Collected data:
+++++
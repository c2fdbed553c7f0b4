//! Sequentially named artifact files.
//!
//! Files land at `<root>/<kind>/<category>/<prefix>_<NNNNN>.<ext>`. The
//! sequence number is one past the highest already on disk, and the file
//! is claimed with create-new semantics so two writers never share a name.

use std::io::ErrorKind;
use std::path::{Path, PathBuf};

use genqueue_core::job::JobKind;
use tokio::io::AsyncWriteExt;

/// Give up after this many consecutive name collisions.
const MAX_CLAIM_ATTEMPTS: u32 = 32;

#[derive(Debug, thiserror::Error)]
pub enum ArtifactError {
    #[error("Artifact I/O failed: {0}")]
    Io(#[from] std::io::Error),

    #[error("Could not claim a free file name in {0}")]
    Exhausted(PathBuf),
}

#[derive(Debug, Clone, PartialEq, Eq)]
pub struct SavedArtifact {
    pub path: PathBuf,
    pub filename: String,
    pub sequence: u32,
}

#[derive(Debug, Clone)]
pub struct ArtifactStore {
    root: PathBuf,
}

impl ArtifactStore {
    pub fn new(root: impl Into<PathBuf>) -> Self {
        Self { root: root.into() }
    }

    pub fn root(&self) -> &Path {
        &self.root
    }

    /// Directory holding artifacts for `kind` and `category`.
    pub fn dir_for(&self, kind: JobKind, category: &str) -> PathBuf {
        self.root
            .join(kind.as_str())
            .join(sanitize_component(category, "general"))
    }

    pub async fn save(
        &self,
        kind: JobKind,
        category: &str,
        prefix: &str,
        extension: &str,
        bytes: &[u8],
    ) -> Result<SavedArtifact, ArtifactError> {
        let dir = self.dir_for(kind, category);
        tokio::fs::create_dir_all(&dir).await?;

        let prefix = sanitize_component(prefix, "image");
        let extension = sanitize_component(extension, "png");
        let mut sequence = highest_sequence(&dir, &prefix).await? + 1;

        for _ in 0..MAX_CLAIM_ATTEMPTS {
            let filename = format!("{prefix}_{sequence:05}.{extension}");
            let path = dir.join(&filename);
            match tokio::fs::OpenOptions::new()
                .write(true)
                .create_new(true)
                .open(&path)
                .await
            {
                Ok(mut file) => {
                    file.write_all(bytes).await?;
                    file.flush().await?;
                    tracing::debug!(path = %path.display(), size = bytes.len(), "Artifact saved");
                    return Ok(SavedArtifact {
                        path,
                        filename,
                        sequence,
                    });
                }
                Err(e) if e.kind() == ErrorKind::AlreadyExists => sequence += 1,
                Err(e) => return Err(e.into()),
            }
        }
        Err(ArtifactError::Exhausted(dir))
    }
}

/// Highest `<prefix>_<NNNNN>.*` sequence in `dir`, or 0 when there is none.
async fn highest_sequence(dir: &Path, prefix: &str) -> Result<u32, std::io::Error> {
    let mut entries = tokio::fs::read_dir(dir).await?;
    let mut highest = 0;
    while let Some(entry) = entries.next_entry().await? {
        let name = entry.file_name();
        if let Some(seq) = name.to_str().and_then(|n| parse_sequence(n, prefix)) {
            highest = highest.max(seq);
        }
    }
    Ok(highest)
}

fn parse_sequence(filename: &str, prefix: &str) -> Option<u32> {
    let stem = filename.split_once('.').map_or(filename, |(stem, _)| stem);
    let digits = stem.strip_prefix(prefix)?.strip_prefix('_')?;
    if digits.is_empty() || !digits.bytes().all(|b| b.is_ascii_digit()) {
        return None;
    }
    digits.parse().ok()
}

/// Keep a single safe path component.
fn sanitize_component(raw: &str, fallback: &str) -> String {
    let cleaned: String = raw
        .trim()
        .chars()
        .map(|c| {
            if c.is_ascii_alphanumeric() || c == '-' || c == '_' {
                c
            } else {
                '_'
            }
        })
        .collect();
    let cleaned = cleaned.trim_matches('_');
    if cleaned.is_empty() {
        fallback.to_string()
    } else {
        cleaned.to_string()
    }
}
+++++
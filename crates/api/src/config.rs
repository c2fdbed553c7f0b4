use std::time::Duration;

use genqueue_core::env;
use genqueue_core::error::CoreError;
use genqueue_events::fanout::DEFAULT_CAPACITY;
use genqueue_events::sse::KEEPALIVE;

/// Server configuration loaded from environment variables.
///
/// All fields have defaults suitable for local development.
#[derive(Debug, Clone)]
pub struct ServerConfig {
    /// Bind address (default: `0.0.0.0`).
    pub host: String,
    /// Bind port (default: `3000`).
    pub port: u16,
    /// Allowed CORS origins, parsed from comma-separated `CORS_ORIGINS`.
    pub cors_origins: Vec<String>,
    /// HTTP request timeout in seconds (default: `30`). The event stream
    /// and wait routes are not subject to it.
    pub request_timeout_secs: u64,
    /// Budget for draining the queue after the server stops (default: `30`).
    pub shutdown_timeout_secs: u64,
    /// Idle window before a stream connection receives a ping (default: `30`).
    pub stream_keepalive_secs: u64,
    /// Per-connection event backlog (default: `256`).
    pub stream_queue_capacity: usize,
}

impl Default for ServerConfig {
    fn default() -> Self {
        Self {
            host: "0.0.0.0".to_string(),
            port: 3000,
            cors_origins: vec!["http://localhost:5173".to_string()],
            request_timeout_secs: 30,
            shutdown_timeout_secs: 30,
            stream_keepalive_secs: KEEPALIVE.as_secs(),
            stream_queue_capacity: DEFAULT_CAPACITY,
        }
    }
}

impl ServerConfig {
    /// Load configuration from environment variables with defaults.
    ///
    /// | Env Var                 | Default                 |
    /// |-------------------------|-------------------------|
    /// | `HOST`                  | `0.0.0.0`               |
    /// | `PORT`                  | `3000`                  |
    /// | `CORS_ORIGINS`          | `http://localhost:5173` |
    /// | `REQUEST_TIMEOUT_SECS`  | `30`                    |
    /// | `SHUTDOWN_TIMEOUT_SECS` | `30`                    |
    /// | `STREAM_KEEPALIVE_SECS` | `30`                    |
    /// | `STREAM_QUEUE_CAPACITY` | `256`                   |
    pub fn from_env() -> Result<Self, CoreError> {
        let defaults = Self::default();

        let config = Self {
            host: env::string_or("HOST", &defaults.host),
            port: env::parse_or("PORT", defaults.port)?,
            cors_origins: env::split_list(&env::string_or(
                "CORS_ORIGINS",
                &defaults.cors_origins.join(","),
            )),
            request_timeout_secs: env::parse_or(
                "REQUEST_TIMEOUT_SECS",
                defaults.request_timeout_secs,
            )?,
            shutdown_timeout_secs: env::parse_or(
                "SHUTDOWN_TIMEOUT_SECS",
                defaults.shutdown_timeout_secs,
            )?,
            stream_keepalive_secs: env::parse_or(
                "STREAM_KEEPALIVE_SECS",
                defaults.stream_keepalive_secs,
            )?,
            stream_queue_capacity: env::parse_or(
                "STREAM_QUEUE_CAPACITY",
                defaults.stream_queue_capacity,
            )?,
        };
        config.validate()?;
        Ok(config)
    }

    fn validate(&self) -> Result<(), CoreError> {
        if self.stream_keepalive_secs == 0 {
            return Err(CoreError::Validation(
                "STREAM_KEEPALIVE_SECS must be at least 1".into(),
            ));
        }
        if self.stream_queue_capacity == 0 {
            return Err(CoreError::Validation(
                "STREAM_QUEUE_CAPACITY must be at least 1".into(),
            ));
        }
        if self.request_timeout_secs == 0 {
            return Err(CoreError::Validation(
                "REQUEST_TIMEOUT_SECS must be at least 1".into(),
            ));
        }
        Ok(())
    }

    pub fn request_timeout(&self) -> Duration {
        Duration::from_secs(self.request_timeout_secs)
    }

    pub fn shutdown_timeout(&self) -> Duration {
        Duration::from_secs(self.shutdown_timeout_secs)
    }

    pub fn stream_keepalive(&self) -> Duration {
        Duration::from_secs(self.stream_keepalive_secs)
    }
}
+++++
ACTIVITY: The output should be exactly the lines above from the line containing "file.write_all(bytes).await?;" to the line containing "Err(ArtifactError::Exhausted(dir))", inclusive, with no other lines.

WORKED SOLUTION:
                    file.write_all(bytes).await?;
                    file.flush().await?;
                    tracing::debug!(path = %path.display(), size = bytes.len(), "Artifact saved");
                    return Ok(SavedArtifact {
                        path,
                        filename,
                        sequence,
                    });
                }
                Err(e) if e.kind() == ErrorKind::AlreadyExists => sequence += 1,
                Err(e) => return Err(e.into()),
            }
        }
        Err(ArtifactError::Exhausted(dir))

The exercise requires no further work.